Another form of Black Hole Information Paradox? Consider the Penrose Diagram of Collapsing Gravitational matter :
                         
Any radial light ray (say P) originating from $\mathscr{I}^{-}$ is bound to end up in the Black Hole. The causal past of $i^{+}$ implies that anything in that region can (and not must) influence it. But even though P lies in the causal past of $i^{+}$ it cannot influence $i^{+}$ since it fell into the Black Hole.

*

*Why is that so?


*Is this analogous to the BH Information Paradox?
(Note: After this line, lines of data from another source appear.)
impl CpuBackend {
    pub fn new() -> Self {
        Self {
            l1_capacity: None,
            ledger: Mutex::new(Ledger::default()),
        }
    }

    /// Limits the bytes that may be live in L1 at any time.
    pub fn with_l1_capacity(mut self, bytes: usize) -> Self {
        self.l1_capacity = Some(bytes);
        self
    }

    /// Number of handles allocated and not yet released.
    pub fn live_handles(&self) -> usize {
        self.ledger().live.len()
    }

    pub fn live_bytes(&self, tier: MemoryTier) -> usize {
        self.ledger().tier_bytes(tier)
    }

    /// Highest number of bytes simultaneously live in `tier` since creation or the last reset.
    pub fn peak_bytes(&self, tier: MemoryTier) -> usize {
        self.ledger().peak.get(&tier).copied().unwrap_or(0)
    }

    pub fn reset_peaks(&self) {
        let mut ledger = self.ledger();
        let current = ledger.bytes.clone();
        ledger.peak = current;
    }

    /// Host-resident weights or biases staged in DRAM by convolutions.
    pub fn weight_uploads(&self) -> usize {
        self.ledger().weight_uploads
    }

    fn ledger(&self) -> MutexGuard<'_, Ledger> {
        self.ledger.lock().unwrap_or_else(PoisonError::into_inner)
    }

    fn allocate(&self, desc: TensorDesc, mut data: Vec<f32>) -> BackendResult<CpuTensor> {
        if data.len() != desc.shape.num_elements() {
            return Err(BackendError::execution(format!(
                "payload of {} values does not fill {}",
                data.len(),
                desc
            )));
        }
        round_slice(desc.dtype, &mut data);

        let bytes = desc.byte_len();
        let mut ledger = self.ledger();
        let used = ledger.tier_bytes(desc.tier);
        if desc.tier == MemoryTier::L1 {
            if let Some(capacity) = self.l1_capacity {
                if used + bytes > capacity {
                    return Err(BackendError::OutOfMemory {
                        tier: MemoryTier::L1,
                        requested: bytes,
                        available: capacity.saturating_sub(used),
                    });
                }
            }
        }

        let id = next_handle_id();
        ledger.live.insert(id, (desc.tier, bytes));
        let total = used + bytes;
        ledger.bytes.insert(desc.tier, total);
        let peak = ledger.peak.entry(desc.tier).or_insert(0);
        *peak = (*peak).max(total);
        trace!(id, %desc, "allocated cpu tensor");

        Ok(CpuTensor { id, desc, data })
    }

    fn check_live(&self, tensor: &CpuTensor) -> BackendResult<()> {
        if self.ledger().live.contains_key(&tensor.id) {
            Ok(())
        } else {
            Err(BackendError::invalid_handle(format!(
                "tensor {} is not live on this backend",
                tensor.id
            )))
        }
    }

    /// Stages the host-resident weight and bias of a convolution in DRAM.
    ///
    /// Each host-resident operand counts as one upload and occupies DRAM in the weights dtype
    /// until [`unstage`] returns the bytes. Device-resident operands are read in place.
    ///
    /// [`unstage`]: CpuBackend::unstage
    fn stage(&self, request: &Conv2dRequest<'_, CpuTensor>, dtype: DType) -> BackendResult<usize> {
        let operands = || std::iter::once(request.weight).chain(request.bias);
        for tensor in operands() {
            self.check_live(tensor)?;
        }
        let mut staged = 0;
        for tensor in operands().filter(|tensor| !tensor.desc.tier.is_device()) {
            let bytes = tensor.desc.shape.num_elements() * dtype.size_in_bytes();
            let mut ledger = self.ledger();
            let total = ledger.tier_bytes(MemoryTier::Dram) + bytes;
            ledger.bytes.insert(MemoryTier::Dram, total);
            let peak = ledger.peak.entry(MemoryTier::Dram).or_insert(0);
            *peak = (*peak).max(total);
            ledger.weight_uploads += 1;
            staged += bytes;
        }
        if staged > 0 {
            trace!(bytes = staged, "staged conv2d weights in dram");
        }
        Ok(staged)
    }

    fn unstage(&self, bytes: usize) {
        let mut ledger = self.ledger();
        let remaining = ledger.tier_bytes(MemoryTier::Dram).saturating_sub(bytes);
        ledger.bytes.insert(MemoryTier::Dram, remaining);
    }

    fn device_copy(
        &self,
        source: &CpuTensor,
        dtype: DType,
        data: Vec<f32>,
    ) -> BackendResult<CpuTensor> {
        let desc = TensorDesc::new(
            source.desc.shape.clone(),
            dtype,
            source.desc.layout,
            MemoryTier::Dram,
        );
        self.allocate(desc, data)
    }
}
I thought that the paradox was only there when considering quantum effects i.e. evaporation of Black Hole.
Edit - A little clarification
The paradox is only one part of the question. The main thing is to understand that why things which can, in principle, causally affect others things are unable to do so.
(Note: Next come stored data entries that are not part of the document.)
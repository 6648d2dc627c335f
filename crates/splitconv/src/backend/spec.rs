//! Contract between the split-convolution layer and an accelerator tensor backend.
//!
//! The backend owns device memory and implements every numeric primitive. This layer only
//! sequences calls and moves handle ownership around, so the trait is deliberately narrow:
//! construction, readback, metadata, convolution, split/concat, in-place add, memory-tier
//! transfer and explicit release.

use std::fmt;

use thiserror::Error;

use crate::config::Conv2dParams;
use crate::layout::{Layout, MemoryTier};
use crate::tensor::{DType, Shape, Tensor};

/// Metadata a backend reports for a live tensor handle.
#[derive(Debug, Clone, PartialEq, Eq)]
pub struct TensorDesc {
    pub shape: Shape,
    pub dtype: DType,
    pub layout: Layout,
    pub tier: MemoryTier,
}

impl TensorDesc {
    pub fn new(shape: Shape, dtype: DType, layout: Layout, tier: MemoryTier) -> Self {
        Self {
            shape,
            dtype,
            layout,
            tier,
        }
    }

    /// Number of bytes the payload occupies in its dtype.
    pub fn byte_len(&self) -> usize {
        self.shape.num_elements() * self.dtype.size_in_bytes()
    }
}

impl fmt::Display for TensorDesc {
    fn fmt(&self, f: &mut fmt::Formatter<'_>) -> fmt::Result {
        write!(
            f,
            "{} {} {} @ {}",
            self.shape, self.dtype, self.layout, self.tier
        )
    }
}

/// One convolution invocation.
///
/// Activations are NHWC (`[N, H, W, C_in]`), weights OIHW (`[C_out, C_in/groups, KH, KW]`) and
/// the optional bias `[1, 1, 1, C_out]`.
pub struct Conv2dRequest<'a, H> {
    pub input: &'a H,
    pub weight: &'a H,
    pub bias: Option<&'a H>,
    pub params: &'a Conv2dParams,
    pub device_id: usize,
    /// Ask the backend to hand back the device-resident weight/bias it prepared for this call.
    pub return_weights_and_bias: bool,
}

/// Device-resident copies of the weight and bias a convolution consumed.
pub struct PreparedConvTensors<H> {
    pub weight: H,
    pub bias: Option<H>,
}

/// Result of a convolution invocation.
pub struct Conv2dOutput<H> {
    pub output: H,
    /// Present only when the request set `return_weights_and_bias`.
    pub prepared: Option<PreparedConvTensors<H>>,
}

/// Backend error surfaced to higher layers.
#[derive(Debug, Error)]
pub enum BackendError {
    #[error("{op} is not implemented: {reason}")]
    Unimplemented { op: &'static str, reason: String },
    #[error("backend execution failure: {message}")]
    Execution { message: String },
    #[error("out of {tier} memory: requested {requested} bytes, {available} available")]
    OutOfMemory {
        tier: MemoryTier,
        requested: usize,
        available: usize,
    },
    #[error("invalid tensor handle: {message}")]
    InvalidHandle { message: String },
}

impl BackendError {
    pub fn unimplemented(op: &'static str, reason: impl Into<String>) -> Self {
        BackendError::Unimplemented {
            op,
            reason: reason.into(),
        }
    }

    pub fn execution(message: impl Into<String>) -> Self {
        BackendError::Execution {
            message: message.into(),
        }
    }

    pub fn invalid_handle(message: impl Into<String>) -> Self {
        BackendError::InvalidHandle {
            message: message.into(),
        }
    }
}

/// Convenience alias for results returned by backend routines.
pub type BackendResult<T> = Result<T, BackendError>;

/// Accelerator backend providing the primitives the split convolution is built from.
///
/// Handles are not `Clone`: each one is owned by exactly one [`crate::DeviceTensor`] and must be
/// returned through [`AcceleratorBackend::deallocate`] exactly once.
pub trait AcceleratorBackend: Send + Sync {
    type TensorHandle: Send + Sync + 'static;

    /// Returns a human-readable backend identifier (e.g., `"cpu"`).
    fn backend_name(&self) -> &str;

    /// Builds a tensor from host data, rounding to `dtype` and placing it in `tier`.
    fn from_host(
        &self,
        tensor: &Tensor,
        dtype: DType,
        tier: MemoryTier,
    ) -> BackendResult<Self::TensorHandle>;

    /// Reads a tensor back into host memory (debug/testing only).
    fn to_host(&self, tensor: &Self::TensorHandle) -> BackendResult<Tensor>;

    /// Reports shape, dtype, layout and current memory tier.
    fn describe(&self, tensor: &Self::TensorHandle) -> BackendResult<TensorDesc>;

    /// Runs one 2-D convolution.
    fn conv2d(
        &self,
        request: Conv2dRequest<'_, Self::TensorHandle>,
    ) -> BackendResult<Conv2dOutput<Self::TensorHandle>>;

    /// Splits `tensor` along `axis` into consecutive chunks of `chunk` entries.
    fn split(
        &self,
        tensor: &Self::TensorHandle,
        chunk: usize,
        axis: isize,
    ) -> BackendResult<Vec<Self::TensorHandle>>;

    /// Concatenates `inputs` along `axis` into a fresh tensor.
    fn concat(
        &self,
        inputs: &[&Self::TensorHandle],
        axis: isize,
    ) -> BackendResult<Self::TensorHandle>;

    /// Accumulates `rhs` into `acc` element-wise.
    fn add_inplace(
        &self,
        acc: &mut Self::TensorHandle,
        rhs: &Self::TensorHandle,
    ) -> BackendResult<()>;

    /// Copies `tensor` into `tier`, returning the new allocation. The source stays alive.
    fn to_memory_tier(
        &self,
        tensor: &Self::TensorHandle,
        tier: MemoryTier,
    ) -> BackendResult<Self::TensorHandle>;

    /// Releases the memory behind `tensor`.
    fn deallocate(&self, tensor: Self::TensorHandle) -> BackendResult<()>;
}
(How do I connect it with the Information Paradox? :) Does this not mean that some kind of information is not able to reach regions which it should? It is getting lost in the BH and in that way it appears a bit like the Information Paradox. That's why the question is framed as another form of Black Hole Information Paradox.
 A: 
I whipped up a quick picture. Excuse my drawing, I’m in a moving vehicle right now.
Some geodesics enter the black hole as you have shown, and some others escape out to infinity.
A comment about the definition of causal past. Every point in the causal past of a point P CAN affect P, but does not have to - meaning that there exists a geodesics that connects P and every point Q in its causal past, but not all geodesic through Q reaches P.
There is no paradox. None of this is related to the information paradox.
A: It's not true that any light ray from $\mathscr{I}^{-}$ must end up in the black hole. A generic ray won't get anywhere near the hole; it'll be slightly deflected and head off to future null infinity. Only purely radial rays follow 45° lines in the Penrose diagram.
Even radial rays won't necessarily end up in the hole. There could be a mirror in the way. Or there could be a mirror oriented sideways that doesn't deflect the light enough that it misses the hole, but still picks up some momentum from it, which can be seen from $i^{+}$. And so on.
I don't think this is related to the black hole information paradox.